Hurrah, we made it to February! Give yourself a hi-five!
Still sticking to those new year’s resolutions? How many of you started 2015 with good intentions with a ‘new year, new you’ mantra? Joined a gym,
started a diet, or signed up to the latest fitness craze? I’ve done a
few of these things over the years, but this year, one of my aims was to start
eating a bit healthier and more protein with a ‘strong not skinny’ mantra in
mind. For me I want to feel healthy, have bags of energy and be toned – not
much to ask for!
At weekends I pack a lot into 48 hours, with exercising two
horses, competing them and trying to catch up with friends – which often means
my energy levels crash by 3pm and I need a cheeky siesta. I recently discovered
Kayla Itsines an Aussie personal trainer who is taking social media by storm
with her fitness guides and inspirational Instagram pics. I’ve downloaded both the Bikini Body Guide 12
week exercise training plan & her foodie guide HELP (Healthy Eating & Lifestyle
One of the best things about following Kayla’s HELP guide
has been discovering avocados. Before I was actually a bit scared of them.
Random, I know. A few years back a friend’s daughter managed to slice her tendons
whilst cutting one open, so it put me off for years thinking they were the
devil fruit – which is ridiculous!

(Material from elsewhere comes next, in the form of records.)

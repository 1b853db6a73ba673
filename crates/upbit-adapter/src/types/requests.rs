/*
[INPUT]:  API schema definitions and serde requirements
[OUTPUT]: Typed Rust request structs with serialization support
[POS]:    Data layer - type definitions for API communication
[UPDATE]: When API schema changes or new types added
*/

use chrono::{DateTime, Utc};
use rust_decimal::Decimal;
use serde::{Deserialize, Serialize};

use super::enums::{CandleInterval, OrdType, OrderBy, OrderSide, OrderState, TimeInForce};

/// New order parameters.
///
/// `volume` and `price` are optional because market-style orders carry only
/// one of the two (`price` for a bid by total spend, `volume` for an ask).
#[derive(Debug, Clone, PartialEq, Serialize, Deserialize)]
pub struct PlaceOrderRequest {
    pub market: String,
    pub side: OrderSide,
    #[serde(default, with = "rust_decimal::serde::str_option")]
    #[serde(skip_serializing_if = "Option::is_none")]
    pub volume: Option<Decimal>,
    #[serde(default, with = "rust_decimal::serde::str_option")]
    #[serde(skip_serializing_if = "Option::is_none")]
    pub price: Option<Decimal>,
    pub ord_type: OrdType,
    #[serde(default, skip_serializing_if = "Option::is_none")]
    pub identifier: Option<String>,
    #[serde(default, skip_serializing_if = "Option::is_none")]
    pub time_in_force: Option<TimeInForce>,
}

/// Cancellation target: order uuid or the caller-supplied identifier
#[derive(Debug, Clone, Default, PartialEq, Serialize, Deserialize)]
pub struct CancelOrderRequest {
    #[serde(default, skip_serializing_if = "Option::is_none")]
    pub uuid: Option<String>,
    #[serde(default, skip_serializing_if = "Option::is_none")]
    pub identifier: Option<String>,
}

/// Lookup of specific orders by uuid or identifier
#[derive(Debug, Clone, Default, PartialEq, Serialize, Deserialize)]
pub struct OrderLookupRequest {
    pub market: String,
    #[serde(default, skip_serializing_if = "Vec::is_empty")]
    pub uuids: Vec<String>,
    #[serde(default, skip_serializing_if = "Vec::is_empty")]
    pub identifiers: Vec<String>,
    #[serde(default, skip_serializing_if = "Option::is_none")]
    pub order_by: Option<OrderBy>,
}

/// Open (unfilled) order query.
///
/// `states` wins over `state` when both are supplied; the exchange rejects
/// requests carrying the two together.
#[derive(Debug, Clone, Default, PartialEq, Serialize, Deserialize)]
pub struct OpenOrderRequest {
    pub market: String,
    #[serde(default, skip_serializing_if = "Option::is_none")]
    pub state: Option<OrderState>,
    #[serde(default, skip_serializing_if = "Vec::is_empty")]
    pub states: Vec<OrderState>,
    #[serde(default, skip_serializing_if = "Option::is_none")]
    pub page: Option<u32>,
    #[serde(default, skip_serializing_if = "Option::is_none")]
    pub limit: Option<u32>,
    #[serde(default, skip_serializing_if = "Option::is_none")]
    pub order_by: Option<OrderBy>,
}

/// Closed (done or cancelled) order query.
///
/// The exchange limits the `start_time`/`end_time` window to one hour; wider
/// ranges must be paged by the caller.
#[derive(Debug, Clone, Default, PartialEq, Serialize, Deserialize)]
pub struct ClosedOrderRequest {
    pub market: String,
    #[serde(default, skip_serializing_if = "Option::is_none")]
    pub state: Option<OrderState>,
    #[serde(default, skip_serializing_if = "Vec::is_empty")]
    pub states: Vec<OrderState>,
    #[serde(default, skip_serializing_if = "Option::is_none")]
    pub start_time: Option<DateTime<Utc>>,
    #[serde(default, skip_serializing_if = "Option::is_none")]
    pub end_time: Option<DateTime<Utc>>,
    #[serde(default, skip_serializing_if = "Option::is_none")]
    pub limit: Option<u32>,
    #[serde(default, skip_serializing_if = "Option::is_none")]
    pub order_by: Option<OrderBy>,
}

/// Candle history query
#[derive(Debug, Clone, PartialEq)]
pub struct CandleRequest {
    pub market: String,
    pub interval: CandleInterval,
    /// Minute-candle unit (1, 3, 5, 15, 30, 60, 240); ignored otherwise
    pub unit: u32,
    pub count: u32,
    /// Last candle time (ISO-8601); defaults to the most recent candle
    pub to: Option<String>,
}

impl CandleRequest {
    pub fn new(market: impl Into<String>, interval: CandleInterval, count: u32) -> Self {
        Self {
            market: market.into(),
            interval,
            unit: 1,
            count,
            to: None,
        }
    }
}

/// Recent trade query
#[derive(Debug, Clone, Default, PartialEq)]
pub struct TradeTicksRequest {
    pub market: String,
    pub count: u32,
    /// Latest trade time (UTC, `HHmmss` or `HH:mm:ss`)
    pub to: Option<String>,
    pub cursor: Option<String>,
    pub days_ago: Option<u32>,
}
/*
[INPUT]:  API schema definitions and serde requirements
[OUTPUT]: Typed Rust structs for public market data
[POS]:    Data layer - type definitions for API communication
[UPDATE]: When API schema changes or new types added
*/

use serde::{Deserialize, Serialize};

/// Listed market
#[derive(Debug, Clone, PartialEq, Serialize, Deserialize)]
pub struct Market {
    pub market: String,
    pub korean_name: String,
    pub english_name: String,
    /// Present only when the listing was requested with `isDetails=true`
    #[serde(default)]
    pub market_warning: Option<String>,
    #[serde(default)]
    pub market_event: Option<MarketEvent>,
}

#[derive(Debug, Clone, PartialEq, Serialize, Deserialize)]
pub struct MarketEvent {
    pub warning: bool,
    pub caution: CautionEvent,
}

#[derive(Debug, Clone, PartialEq, Serialize, Deserialize)]
pub struct CautionEvent {
    pub price_fluctuations: bool,
    pub trading_volume_soaring: bool,
    pub deposit_amount_soaring: bool,
    pub global_price_differences: bool,
    pub concentration_of_small_accounts: bool,
}

/// One OHLCV candle
#[derive(Debug, Clone, PartialEq, Serialize, Deserialize)]
pub struct Candle {
    pub market: String,
    pub candle_date_time_utc: String,
    pub candle_date_time_kst: String,
    pub opening_price: f64,
    pub high_price: f64,
    pub low_price: f64,
    pub trade_price: f64,
    pub timestamp: i64,
    pub candle_acc_trade_price: f64,
    pub candle_acc_trade_volume: f64,
    /// Minute-candle unit; absent on day/week/month candles
    #[serde(default, skip_serializing_if = "Option::is_none")]
    pub unit: Option<u32>,
}

/// Executed trade from the recent-trades endpoint
#[derive(Debug, Clone, PartialEq, Serialize, Deserialize)]
pub struct TradeTick {
    pub market: String,
    pub trade_date_utc: String,
    pub trade_time_utc: String,
    pub timestamp: i64,
    pub trade_price: f64,
    pub trade_volume: f64,
    pub prev_closing_price: f64,
    pub change_price: f64,
    pub ask_bid: String,
    pub sequential_id: i64,
}

/// Current price snapshot for one market
#[derive(Debug, Clone, PartialEq, Serialize, Deserialize)]
pub struct TickerSnapshot {
    pub market: String,
    pub trade_date: String,
    pub trade_time: String,
    pub trade_date_kst: String,
    pub trade_time_kst: String,
    pub trade_timestamp: i64,
    pub opening_price: f64,
    pub high_price: f64,
    pub low_price: f64,
    pub trade_price: f64,
    pub prev_closing_price: f64,
    pub change: String,
    pub change_price: f64,
    pub change_rate: f64,
    pub signed_change_price: f64,
    pub signed_change_rate: f64,
    pub trade_volume: f64,
    pub acc_trade_price: f64,
    pub acc_trade_price_24h: f64,
    pub acc_trade_volume: f64,
    pub acc_trade_volume_24h: f64,
    pub highest_52_week_price: f64,
    pub highest_52_week_date: String,
    pub lowest_52_week_price: f64,
    pub lowest_52_week_date: String,
    pub timestamp: i64,
}

/// Order book snapshot
#[derive(Debug, Clone, PartialEq, Serialize, Deserialize)]
pub struct OrderBook {
    pub market: String,
    pub timestamp: i64,
    pub total_ask_size: f64,
    pub total_bid_size: f64,
    pub orderbook_units: Vec<OrderbookLevel>,
    /// Aggregation level; 0 is the native tick size
    #[serde(default)]
    pub level: f64,
}

#[derive(Debug, Clone, PartialEq, Serialize, Deserialize)]
pub struct OrderbookLevel {
    pub ask_price: f64,
    pub bid_price: f64,
    pub ask_size: f64,
    pub bid_size: f64,
    #[serde(default, skip_serializing_if = "Option::is_none")]
    pub level: Option<f64>,
}

/// Aggregation levels a market supports (KRW markets only)
#[derive(Debug, Clone, PartialEq, Serialize, Deserialize)]
pub struct SupportedLevels {
    pub market: String,
    pub supported_levels: Vec<f64>,
}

When in fact avocados are so good for you…they’re
nutritious, jam packed full of health benefits (check out this link to 15
avocado benefits) and really yummy.
Anyway, I’m now all over this protein beauty and enjoy an
avocado feast 3-4 times a week for breakfast. Here are two of my fave brekkie recipes so far:
Half an avocado on toast, with a poached egg and strips of salmon
A quick & easy brekkie and totally scrummy that will fill you up to lunch time.
Baked avocado and eggs.
Scoop out a couple of spoons of avocado, add the egg yolk first & then the whites.
Pop in the oven at 180 degrees for 15-20 mins & hey presto another scrummy avocado treat.